SUPPLIED ENTRIES ▸
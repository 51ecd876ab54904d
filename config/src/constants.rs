//! # Configuration Constants
//!
//! Centralized constants for the petal pipeline. Outline parameters,
//! extrusion settings and precision values are defined here.
//!
//! ## Categories
//!
//! - **Precision**: Floating-point comparison tolerances
//! - **Petal**: Default outline parameters (size, dx, dy)
//! - **Extrusion**: Default depth and bevel settings
//! - **Sampling**: Curve subdivision

// =============================================================================
// PRECISION CONSTANTS
// =============================================================================

/// Epsilon for floating-point comparisons.
///
/// Used when deciding whether two edge directions are collinear while
/// computing bevel vectors.
///
/// # Example
///
/// ```rust
/// use config::constants::EPSILON;
///
/// fn approximately_equal(a: f64, b: f64) -> bool {
///     (a - b).abs() < EPSILON
/// }
///
/// assert!(approximately_equal(1.0, 1.0 + 1e-17));
/// ```
pub const EPSILON: f64 = f64::EPSILON;

/// Relative threshold below which two consecutive contour points are
/// considered the same point.
///
/// The threshold is scaled by the largest absolute coordinate of the two
/// points being compared, so it behaves the same for tiny and huge petals.
///
/// # Example
///
/// ```rust
/// use config::constants::POINT_MERGE_THRESHOLD;
///
/// fn same_point(a: [f64; 2], b: [f64; 2]) -> bool {
///     let scale = a[0].abs().max(a[1].abs()).max(b[0].abs()).max(b[1].abs());
///     let limit = POINT_MERGE_THRESHOLD * scale;
///     let (dx, dy) = (a[0] - b[0], a[1] - b[1]);
///     dx * dx + dy * dy <= limit * limit
/// }
///
/// assert!(same_point([1.0, 1.0], [1.0, 1.0 + 1e-12]));
/// assert!(!same_point([1.0, 1.0], [1.0, 1.001]));
/// ```
pub const POINT_MERGE_THRESHOLD: f64 = 1e-10;

/// Maximum squared length of a bevel vector before it gets shrunk.
///
/// Sharp corners produce long miters; anything longer than √2 is scaled
/// back down so the bevel never spikes out of the petal.
pub const MAX_BEVEL_VECTOR_LENGTH_SQ: f64 = 2.0;

// =============================================================================
// PETAL PARAMETER DEFAULTS
// =============================================================================

/// Default distance from the base point to the petal tip.
///
/// # Example
///
/// ```rust
/// use config::constants::DEFAULT_PETAL_SIZE;
/// assert!(DEFAULT_PETAL_SIZE > 0.0);
/// ```
pub const DEFAULT_PETAL_SIZE: f64 = 1.0;

/// Default horizontal offset of the two control points.
pub const DEFAULT_PETAL_DX: f64 = 0.4;

/// Default vertical offset of the two control points.
pub const DEFAULT_PETAL_DY: f64 = 0.8;

// =============================================================================
// EXTRUSION DEFAULTS
// =============================================================================

/// Default number of points sampled per quadratic segment.
///
/// Matches the curve resolution WebGL shape extruders use by default.
///
/// # Example
///
/// ```rust
/// use config::constants::DEFAULT_CURVE_SEGMENTS;
///
/// // Two quadratic segments, shared endpoints removed
/// let contour_points = 2 * DEFAULT_CURVE_SEGMENTS;
/// assert_eq!(contour_points, 24);
/// ```
pub const DEFAULT_CURVE_SEGMENTS: u32 = 12;

/// Default number of body subdivisions along the extrusion axis.
pub const DEFAULT_EXTRUDE_STEPS: u32 = 1;

/// Default extrusion depth.
pub const DEFAULT_EXTRUDE_DEPTH: f64 = 0.005;

/// Whether beveling is enabled by default.
pub const DEFAULT_BEVEL_ENABLED: bool = true;

/// Default bevel thickness along the extrusion axis.
pub const DEFAULT_BEVEL_THICKNESS: f64 = 0.005;

/// Default outward bevel distance in the contour plane.
pub const DEFAULT_BEVEL_SIZE: f64 = 0.01;

/// Default bevel offset applied on top of the bevel size.
pub const DEFAULT_BEVEL_OFFSET: f64 = 0.0;

/// Default number of layers used to round each bevel.
///
/// # Example
///
/// ```rust
/// use config::constants::{DEFAULT_BEVEL_SEGMENTS, DEFAULT_EXTRUDE_STEPS};
///
/// // Front bevel, body layers, back bevel
/// let layers = DEFAULT_BEVEL_SEGMENTS * 2 + DEFAULT_EXTRUDE_STEPS + 1;
/// assert_eq!(layers, 22);
/// ```
pub const DEFAULT_BEVEL_SEGMENTS: u32 = 10;

// =============================================================================
// MATERIAL GROUPS
// =============================================================================

/// Material index assigned to the front and back caps.
pub const CAP_MATERIAL_INDEX: u32 = 0;

/// Material index assigned to the side walls and bevels.
pub const SIDE_MATERIAL_INDEX: u32 = 1;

TASK OBJECTIVE ▸
Which lines of the listing contain the word "control"? Copy each of them.

PROBLEM SOLUTION ▸
/// Default horizontal offset of the two control points.
/// Default vertical offset of the two control points.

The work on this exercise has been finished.